Brief: Set down the entries once more exactly as they were written.
-- Opening Marker --
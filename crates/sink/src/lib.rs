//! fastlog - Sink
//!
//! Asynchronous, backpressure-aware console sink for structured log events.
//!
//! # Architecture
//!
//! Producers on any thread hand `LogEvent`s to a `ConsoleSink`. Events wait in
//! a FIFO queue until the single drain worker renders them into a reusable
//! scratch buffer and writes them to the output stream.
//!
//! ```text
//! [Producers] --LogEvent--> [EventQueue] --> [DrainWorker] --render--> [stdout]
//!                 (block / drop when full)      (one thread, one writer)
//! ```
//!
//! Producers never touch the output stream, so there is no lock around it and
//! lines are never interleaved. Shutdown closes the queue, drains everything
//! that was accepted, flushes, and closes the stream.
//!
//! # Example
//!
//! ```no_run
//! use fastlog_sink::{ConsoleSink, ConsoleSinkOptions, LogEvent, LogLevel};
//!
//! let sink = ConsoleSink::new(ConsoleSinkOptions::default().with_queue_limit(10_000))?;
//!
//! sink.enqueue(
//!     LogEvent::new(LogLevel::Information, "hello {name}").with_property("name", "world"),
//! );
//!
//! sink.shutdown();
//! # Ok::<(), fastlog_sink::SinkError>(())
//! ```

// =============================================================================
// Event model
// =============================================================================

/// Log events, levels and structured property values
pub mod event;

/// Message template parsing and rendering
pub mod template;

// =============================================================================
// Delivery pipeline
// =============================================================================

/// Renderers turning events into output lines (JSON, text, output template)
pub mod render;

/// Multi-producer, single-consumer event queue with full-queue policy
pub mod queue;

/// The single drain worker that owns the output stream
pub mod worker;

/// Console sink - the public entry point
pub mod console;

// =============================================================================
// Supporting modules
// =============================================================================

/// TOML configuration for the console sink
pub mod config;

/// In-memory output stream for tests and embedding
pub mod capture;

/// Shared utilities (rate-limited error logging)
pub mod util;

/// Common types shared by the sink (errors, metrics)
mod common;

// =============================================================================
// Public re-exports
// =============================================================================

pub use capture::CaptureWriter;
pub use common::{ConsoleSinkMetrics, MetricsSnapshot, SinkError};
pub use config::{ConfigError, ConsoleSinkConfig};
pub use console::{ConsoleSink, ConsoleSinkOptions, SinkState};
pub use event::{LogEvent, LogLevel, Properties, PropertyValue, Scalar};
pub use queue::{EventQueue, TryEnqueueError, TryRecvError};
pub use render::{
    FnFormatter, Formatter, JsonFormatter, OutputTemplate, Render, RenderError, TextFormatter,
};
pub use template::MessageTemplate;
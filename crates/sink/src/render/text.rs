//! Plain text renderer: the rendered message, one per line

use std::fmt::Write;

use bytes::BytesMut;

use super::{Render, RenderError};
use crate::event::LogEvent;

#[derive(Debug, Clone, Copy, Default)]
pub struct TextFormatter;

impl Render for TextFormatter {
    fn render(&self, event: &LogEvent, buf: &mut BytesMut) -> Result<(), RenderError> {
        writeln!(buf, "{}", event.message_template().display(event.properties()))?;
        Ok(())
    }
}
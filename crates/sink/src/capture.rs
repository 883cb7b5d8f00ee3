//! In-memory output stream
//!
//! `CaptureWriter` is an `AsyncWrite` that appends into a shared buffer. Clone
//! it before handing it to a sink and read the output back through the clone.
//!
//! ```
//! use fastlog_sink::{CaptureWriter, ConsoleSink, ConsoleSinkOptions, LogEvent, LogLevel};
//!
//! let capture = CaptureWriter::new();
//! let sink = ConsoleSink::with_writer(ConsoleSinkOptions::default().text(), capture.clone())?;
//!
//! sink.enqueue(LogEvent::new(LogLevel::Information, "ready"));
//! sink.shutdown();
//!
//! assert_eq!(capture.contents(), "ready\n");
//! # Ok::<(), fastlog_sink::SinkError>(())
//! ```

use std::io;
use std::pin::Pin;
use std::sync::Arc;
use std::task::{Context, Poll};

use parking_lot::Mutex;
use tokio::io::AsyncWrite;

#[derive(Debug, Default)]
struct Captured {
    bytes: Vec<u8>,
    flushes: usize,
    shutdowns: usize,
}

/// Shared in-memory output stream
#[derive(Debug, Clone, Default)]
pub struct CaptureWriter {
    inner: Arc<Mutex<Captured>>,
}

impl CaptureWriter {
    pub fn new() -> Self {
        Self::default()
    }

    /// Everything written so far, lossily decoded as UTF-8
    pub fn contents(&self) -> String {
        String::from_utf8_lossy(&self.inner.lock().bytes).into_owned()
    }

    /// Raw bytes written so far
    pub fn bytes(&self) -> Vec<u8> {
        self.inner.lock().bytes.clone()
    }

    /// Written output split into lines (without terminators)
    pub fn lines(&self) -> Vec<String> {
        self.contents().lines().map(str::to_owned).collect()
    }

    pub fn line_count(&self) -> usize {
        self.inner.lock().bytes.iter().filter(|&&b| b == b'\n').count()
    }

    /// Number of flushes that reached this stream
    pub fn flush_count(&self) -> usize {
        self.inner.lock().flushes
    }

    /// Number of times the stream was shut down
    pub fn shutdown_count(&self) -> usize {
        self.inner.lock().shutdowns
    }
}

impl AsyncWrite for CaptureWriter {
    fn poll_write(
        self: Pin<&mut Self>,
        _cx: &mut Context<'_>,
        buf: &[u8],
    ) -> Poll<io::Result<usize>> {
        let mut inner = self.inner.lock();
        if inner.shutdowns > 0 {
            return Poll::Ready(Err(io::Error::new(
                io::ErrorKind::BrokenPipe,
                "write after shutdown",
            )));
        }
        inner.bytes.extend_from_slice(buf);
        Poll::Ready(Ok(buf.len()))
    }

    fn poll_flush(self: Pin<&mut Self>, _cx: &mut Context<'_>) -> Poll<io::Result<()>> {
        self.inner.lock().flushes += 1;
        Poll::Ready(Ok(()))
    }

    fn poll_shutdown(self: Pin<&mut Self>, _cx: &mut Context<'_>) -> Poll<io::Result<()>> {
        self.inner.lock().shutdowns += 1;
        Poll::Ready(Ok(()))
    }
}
-- Closing Marker --
Answer for this exercise:
filename crates/sink/src/lib.rs
//! fastlog - Sink
//!
//! Asynchronous, backpressure-aware console sink for structured log events.
//!
//! # Architecture
//!
//! Producers on any thread hand `LogEvent`s to a `ConsoleSink`. Events wait in
//! a FIFO queue until the single drain worker renders them into a reusable
//! scratch buffer and writes them to the output stream.
//!
//! ```text
//! [Producers] --LogEvent--> [EventQueue] --> [DrainWorker] --render--> [stdout]
//!                 (block / drop when full)      (one thread, one writer)
//! ```
//!
//! Producers never touch the output stream, so there is no lock around it and
//! lines are never interleaved. Shutdown closes the queue, drains everything
//! that was accepted, flushes, and closes the stream.
//!
//! # Example
//!
//! ```no_run
//! use fastlog_sink::{ConsoleSink, ConsoleSinkOptions, LogEvent, LogLevel};
//!
//! let sink = ConsoleSink::new(ConsoleSinkOptions::default().with_queue_limit(10_000))?;
//!
//! sink.enqueue(
//!     LogEvent::new(LogLevel::Information, "hello {name}").with_property("name", "world"),
//! );
//!
//! sink.shutdown();
//! # Ok::<(), fastlog_sink::SinkError>(())
//! ```

// =============================================================================
// Event model
// =============================================================================

/// Log events, levels and structured property values
pub mod event;

/// Message template parsing and rendering
pub mod template;

// =============================================================================
// Delivery pipeline
// =============================================================================

/// Renderers turning events into output lines (JSON, text, output template)
pub mod render;

/// Multi-producer, single-consumer event queue with full-queue policy
pub mod queue;

/// The single drain worker that owns the output stream
pub mod worker;

/// Console sink - the public entry point
pub mod console;

// =============================================================================
// Supporting modules
// =============================================================================

/// TOML configuration for the console sink
pub mod config;

/// In-memory output stream for tests and embedding
pub mod capture;

/// Shared utilities (rate-limited error logging)
pub mod util;

/// Common types shared by the sink (errors, metrics)
mod common;

// =============================================================================
// Public re-exports
// =============================================================================

pub use capture::CaptureWriter;
pub use common::{ConsoleSinkMetrics, MetricsSnapshot, SinkError};
pub use config::{ConfigError, ConsoleSinkConfig};
pub use console::{ConsoleSink, ConsoleSinkOptions, SinkState};
pub use event::{LogEvent, LogLevel, Properties, PropertyValue, Scalar};
pub use queue::{EventQueue, TryEnqueueError, TryRecvError};
pub use render::{
    FnFormatter, Formatter, JsonFormatter, OutputTemplate, Render, RenderError, TextFormatter,
};
pub use template::MessageTemplate;
filename crates/sink/src/render/text.rs
//! Plain text renderer: the rendered message, one per line

use std::fmt::Write;

use bytes::BytesMut;

use super::{Render, RenderError};
use crate::event::LogEvent;

#[derive(Debug, Clone, Copy, Default)]
pub struct TextFormatter;

impl Render for TextFormatter {
    fn render(&self, event: &LogEvent, buf: &mut BytesMut) -> Result<(), RenderError> {
        writeln!(buf, "{}", event.message_template().display(event.properties()))?;
        Ok(())
    }
}
filename crates/sink/src/capture.rs
repository 883cb7b5d8f00ee3
//! In-memory output stream
//!
//! `CaptureWriter` is an `AsyncWrite` that appends into a shared buffer. Clone
//! it before handing it to a sink and read the output back through the clone.
//!
//! ```
//! use fastlog_sink::{CaptureWriter, ConsoleSink, ConsoleSinkOptions, LogEvent, LogLevel};
//!
//! let capture = CaptureWriter::new();
//! let sink = ConsoleSink::with_writer(ConsoleSinkOptions::default().text(), capture.clone())?;
//!
//! sink.enqueue(LogEvent::new(LogLevel::Information, "ready"));
//! sink.shutdown();
//!
//! assert_eq!(capture.contents(), "ready\n");
//! # Ok::<(), fastlog_sink::SinkError>(())
//! ```

use std::io;
use std::pin::Pin;
use std::sync::Arc;
use std::task::{Context, Poll};

use parking_lot::Mutex;
use tokio::io::AsyncWrite;

#[derive(Debug, Default)]
struct Captured {
    bytes: Vec<u8>,
    flushes: usize,
    shutdowns: usize,
}

/// Shared in-memory output stream
#[derive(Debug, Clone, Default)]
pub struct CaptureWriter {
    inner: Arc<Mutex<Captured>>,
}

impl CaptureWriter {
    pub fn new() -> Self {
        Self::default()
    }

    /// Everything written so far, lossily decoded as UTF-8
    pub fn contents(&self) -> String {
        String::from_utf8_lossy(&self.inner.lock().bytes).into_owned()
    }

    /// Raw bytes written so far
    pub fn bytes(&self) -> Vec<u8> {
        self.inner.lock().bytes.clone()
    }

    /// Written output split into lines (without terminators)
    pub fn lines(&self) -> Vec<String> {
        self.contents().lines().map(str::to_owned).collect()
    }

    pub fn line_count(&self) -> usize {
        self.inner.lock().bytes.iter().filter(|&&b| b == b'\n').count()
    }

    /// Number of flushes that reached this stream
    pub fn flush_count(&self) -> usize {
        self.inner.lock().flushes
    }

    /// Number of times the stream was shut down
    pub fn shutdown_count(&self) -> usize {
        self.inner.lock().shutdowns
    }
}

impl AsyncWrite for CaptureWriter {
    fn poll_write(
        self: Pin<&mut Self>,
        _cx: &mut Context<'_>,
        buf: &[u8],
    ) -> Poll<io::Result<usize>> {
        let mut inner = self.inner.lock();
        if inner.shutdowns > 0 {
            return Poll::Ready(Err(io::Error::new(
                io::ErrorKind::BrokenPipe,
                "write after shutdown",
            )));
        }
        inner.bytes.extend_from_slice(buf);
        Poll::Ready(Ok(buf.len()))
    }

    fn poll_flush(self: Pin<&mut Self>, _cx: &mut Context<'_>) -> Poll<io::Result<()>> {
        self.inner.lock().flushes += 1;
        Poll::Ready(Ok(()))
    }

    fn poll_shutdown(self: Pin<&mut Self>, _cx: &mut Context<'_>) -> Poll<io::Result<()>> {
        self.inner.lock().shutdowns += 1;
        Poll::Ready(Ok(()))
    }
}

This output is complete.